Vamos impor uma tarifa de 100% sobre cada carro que cruzar a fronteira, e vocês não conseguirão vendê-los se eu for eleito. Agora, se eu não for eleito… será um banho de sangue para o país.

Donald Trump durante comício em Ohio em março de 2024

O estudo, porém, tem suas limitações. A busca por palavras específicas consideradas violentas nem sempre leva em consideração seu contexto. Por exemplo, Kamala Harris usou com frequência a palavra “lutar” no sentido de “lutar por mais direitos reprodutivos”. Outro exemplo é o episódio de 6 de janeiro, em que Trump utilizou poucas das palavras consideradas violentas, ainda assim, milhares invadiram o prédio do Capitólio naquele dia incitados por seu discurso, resultando em cinco pessoas mortas.

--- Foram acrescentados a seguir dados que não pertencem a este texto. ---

use super::types::*;
use crate::config::expand_env_vars;
use regex::Regex;
use std::collections::{BTreeMap, HashMap};
use std::fs::File;
use std::path::Path;
use std::time::Duration;
use thiserror::Error;

#[derive(Error, Debug)]
pub enum ConfigError {
    #[error("failed to read config file: {0}")]
    Io(#[from] std::io::Error),

    #[error("failed to parse YAML: {0}")]
    YamlParse(#[from] serde_yaml::Error),

    #[error("validation failed:\n{}", .0.join("\n"))]
    ValidationList(Vec<String>),

    #[error("validation failed: {0}")]
    Validation(String),

    #[error("invalid value for {var}: {message}")]
    Env { var: String, message: String },
}

pub fn load_config(path: &Path) -> Result<Config, ConfigError> {
    use std::io::Read;

    let mut file = File::open(path).map_err(|e| {
        ConfigError::Io(std::io::Error::new(
            e.kind(),
            format!("failed to open config file '{}': {}", path.display(), e),
        ))
    })?;

    let mut yaml_string = String::new();
    file.read_to_string(&mut yaml_string).map_err(|e| {
        ConfigError::Io(std::io::Error::new(
            e.kind(),
            format!("failed to read config file '{}': {}", path.display(), e),
        ))
    })?;

    parse_config_str(&yaml_string)
}

/// Parse and validate a YAML config, expanding `$env{VAR}` references first.
pub fn parse_config_str(yaml: &str) -> Result<Config, ConfigError> {
    let yaml_string = expand_env_vars(yaml);

    check_unexpanded_vars(&yaml_string)?;

    let mut config: Config = serde_yaml::from_str(&yaml_string)?;
    normalize(&mut config);
    validate_config(&config)?;

    Ok(config)
}

/// Build the config from the process environment.
pub fn load_config_from_env() -> Result<Config, ConfigError> {
    from_env_vars(std::env::vars())
}

/// Build the config from environment-style key/value pairs.
///
/// `ENVIRONMENT_ID` is accepted when `RAILWAY_ENVIRONMENT_ID` is unset.
pub fn from_env_vars<I>(vars: I) -> Result<Config, ConfigError>
where
    I: IntoIterator<Item = (String, String)>,
{
    let vars: HashMap<String, String> = vars.into_iter().collect();
    let get = |key: &str| vars.get(key).map(|v| v.trim().to_string()).unwrap_or_default();

    let mut environment_id = get("RAILWAY_ENVIRONMENT_ID");
    if environment_id.is_empty() {
        environment_id = get("ENVIRONMENT_ID");
    }

    let project_id = Some(get("RAILWAY_PROJECT_ID")).filter(|p| !p.is_empty());

    let report_status_every = match vars.get("REPORT_STATUS_EVERY") {
        Some(raw) if !raw.trim().is_empty() => parse_duration_var("REPORT_STATUS_EVERY", raw)?,
        _ => StreamConfig::default().report_status_every,
    };

    let ingest_url = get("INGEST_URL");
    let webhook = if ingest_url.is_empty() {
        None
    } else {
        let headers = match vars.get("ADDITIONAL_HEADERS") {
            Some(raw) if !raw.trim().is_empty() => {
                parse_headers(raw).map_err(|message| ConfigError::Env {
                    var: "ADDITIONAL_HEADERS".to_string(),
                    message,
                })?
            }
            _ => BTreeMap::new(),
        };

        Some(WebhookConfig {
            url: ingest_url,
            headers,
            filters: FilterConfig {
                levels: split_list(&get("LOGS_FILTER_WEBHOOK")),
                content: get("LOGS_CONTENT_FILTER_WEBHOOK"),
            },
        })
    };

    let mut config = Config {
        railway: RailwayConfig {
            api_key: get("RAILWAY_API_KEY"),
            project_id,
            environment_id,
            services: split_list(&get("TRAIN")),
            api_url: Some(get("RAILWAY_API_URL"))
                .filter(|u| !u.is_empty())
                .unwrap_or_else(|| crate::graphql::DEFAULT_API_URL.to_string()),
            subscription_url: Some(get("RAILWAY_SUBSCRIPTION_URL"))
                .filter(|u| !u.is_empty())
                .unwrap_or_else(|| crate::subscription::DEFAULT_SUBSCRIPTION_URL.to_string()),
        },
        filters: FilterConfig {
            levels: split_list(&get("LOGS_FILTER")),
            content: get("LOGS_CONTENT_FILTER"),
        },
        stream: StreamConfig {
            report_status_every,
            ..StreamConfig::default()
        },
        webhook,
    };

    normalize(&mut config);
    validate_config(&config)?;

    Ok(config)
}

fn parse_duration_var(var: &str, raw: &str) -> Result<Duration, ConfigError> {
    humantime_serde::re::humantime::parse_duration(raw.trim()).map_err(|e| ConfigError::Env {
        var: var.to_string(),
        message: e.to_string(),
    })
}

/// Split a comma separated list, dropping empty entries.
pub fn split_list(raw: &str) -> Vec<String> {
    raw.split(',')
        .map(str::trim)
        .filter(|s| !s.is_empty())
        .map(str::to_string)
        .collect()
}

/// Parse `key=value;key2=value2` header pairs.
pub fn parse_headers(raw: &str) -> Result<BTreeMap<String, String>, String> {
    let mut headers = BTreeMap::new();

    for pair in raw.split(';').filter(|p| !p.trim().is_empty()) {
        let (key, value) = pair
            .split_once('=')
            .ok_or_else(|| "header key value pair must be in format k=v".to_string())?;

        let key = key.trim();
        if key.is_empty() {
            return Err("header key must not be empty".to_string());
        }

        headers.insert(key.to_string(), value.trim().to_string());
    }

    Ok(headers)
}

fn normalize(config: &mut Config) {
    let railway = &mut config.railway;
    railway.api_key = railway.api_key.trim().to_string();
    railway.environment_id = railway.environment_id.trim().to_string();
    railway.project_id = railway
        .project_id
        .take()
        .map(|p| p.trim().to_string())
        .filter(|p| !p.is_empty());
    railway.services.retain(|s| !s.trim().is_empty());
}

/// Checks for unexpanded environment variables and returns a helpful error
fn check_unexpanded_vars(yaml_string: &str) -> Result<(), ConfigError> {
    let re = Regex::new(r"\$env\{([A-Za-z_][A-Za-z0-9_]*)\}").unwrap();
    let mut unexpanded_vars: Vec<String> = re
        .captures_iter(yaml_string)
        .map(|cap| cap[1].to_string())
        .collect();

    if unexpanded_vars.is_empty() {
        return Ok(());
    }

    unexpanded_vars.sort();
    unexpanded_vars.dedup();

    Err(ConfigError::Validation(format!(
        "environment variables are not set: {}",
        unexpanded_vars.join(", ")
    )))
}

pub fn validate_config(config: &Config) -> Result<(), ConfigError> {
    let mut errors = Vec::new();
    let railway = &config.railway;

    if railway.api_key.is_empty() {
        errors.push("railway.api_key (RAILWAY_API_KEY) is required".to_string());
    }

    if railway.environment_id.is_empty() {
        errors.push(
            "railway.environment_id (RAILWAY_ENVIRONMENT_ID or ENVIRONMENT_ID) is required"
                .to_string(),
        );
    }

    // Without a project there is nothing to discover services from
    if railway.project_id.is_none() && railway.services.is_empty() {
        errors.push(
            "railway.services (TRAIN) must be specified when no project ID is given".to_string(),
        );
    }

    match &config.webhook {
        None => errors.push("at least one sink must be configured (webhook / INGEST_URL)".to_string()),
        Some(webhook) => {
            if !(webhook.url.starts_with("http://") || webhook.url.starts_with("https://")) {
                errors.push(format!("webhook.url must be an http(s) URL, got '{}'", webhook.url));
            }
            for key in webhook.headers.keys() {
                if key.trim().is_empty() {
                    errors.push("webhook.headers contains an empty header name".to_string());
                }
            }
        }
    }

    if config.stream.channel_capacity == 0 {
        errors.push("stream.channel_capacity must be greater than 0".to_string());
    }

    if config.stream.report_status_every.is_zero() {
        errors.push("stream.report_status_every must be greater than 0".to_string());
    }

    if errors.is_empty() {
        Ok(())
    } else {
        Err(ConfigError::ValidationList(errors))
    }
}

#[cfg(test)]
mod tests {
    use super::*;

    fn env(pairs: &[(&str, &str)]) -> Vec<(String, String)> {
        pairs
            .iter()
            .map(|(k, v)| (k.to_string(), v.to_string()))
            .collect()
    }

    #[test]
    fn test_split_list() {
        assert_eq!(split_list(" a, b ,,c "), vec!["a", "b", "c"]);
        assert!(split_list("").is_empty());
    }

    #[test]
    fn test_parse_headers() {
        let headers = parse_headers("Authorization=Bearer x; X-Tenant = acme ;").unwrap();
        assert_eq!(headers.get("Authorization").unwrap(), "Bearer x");
        assert_eq!(headers.get("X-Tenant").unwrap(), "acme");

        // Values may contain '='
        let headers = parse_headers("X-Sig=a=b").unwrap();
        assert_eq!(headers.get("X-Sig").unwrap(), "a=b");

        assert!(parse_headers("nokey").is_err());
        assert!(parse_headers("=value").is_err());
    }

    #[test]
    fn test_env_legacy_environment_id() {
        let config = from_env_vars(env(&[
            ("RAILWAY_API_KEY", "key"),
            ("ENVIRONMENT_ID", "e1"),
            ("TRAIN", "s1,s2"),
            ("INGEST_URL", "https://ingest.example.com"),
        ]))
        .unwrap();

        assert_eq!(config.railway.environment_id, "e1");
        assert_eq!(config.railway.services, vec!["s1", "s2"]);
        assert!(config.railway.project_id.is_none());
    }

    #[test]
    fn test_env_status_interval() {
        let config = from_env_vars(env(&[
            ("RAILWAY_API_KEY", "key"),
            ("RAILWAY_PROJECT_ID", "p1"),
            ("RAILWAY_ENVIRONMENT_ID", "e1"),
            ("INGEST_URL", "https://ingest.example.com"),
            ("REPORT_STATUS_EVERY", "1m"),
        ]))
        .unwrap();

        assert_eq!(config.stream.report_status_every, Duration::from_secs(60));

        let err = from_env_vars(env(&[
            ("RAILWAY_API_KEY", "key"),
            ("RAILWAY_PROJECT_ID", "p1"),
            ("RAILWAY_ENVIRONMENT_ID", "e1"),
            ("INGEST_URL", "https://ingest.example.com"),
            ("REPORT_STATUS_EVERY", "often"),
        ]))
        .unwrap_err();
        assert!(matches!(err, ConfigError::Env { .. }));
    }

    #[test]
    fn test_validation_collects_all_errors() {
        let err = from_env_vars(env(&[])).unwrap_err();

        match err {
            ConfigError::ValidationList(errors) => {
                assert_eq!(errors.len(), 4);
                assert!(errors.iter().any(|e| e.contains("api_key")));
                assert!(errors.iter().any(|e| e.contains("environment_id")));
                assert!(errors.iter().any(|e| e.contains("TRAIN")));
                assert!(errors.iter().any(|e| e.contains("sink")));
            }
            other => panic!("unexpected error: {other}"),
        }
    }
}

“Descobrimos que Kamala Harris também teve uma retórica de tendência violenta”, explicou Nikita Savin em entrevista ao Estadão. “Não tão alta quanto Trump, mas ainda muito alta. Porém, observando os contextos foi que percebemos que ela geralmente se referia ao seu histórico como promotora e falava muito sobre ‘lutar’ contra o crime. Isso muda o contexto”.

No histórico de lideranças americanas durante a campanha presidencial, Trump só é superado pelas eleições entre George W. Bush e John Kerry, em 2004, quando o tema da Guerra ao Terror dominou os debates e comícios (ou seja, naturalmente as palavras seriam mais bélicas).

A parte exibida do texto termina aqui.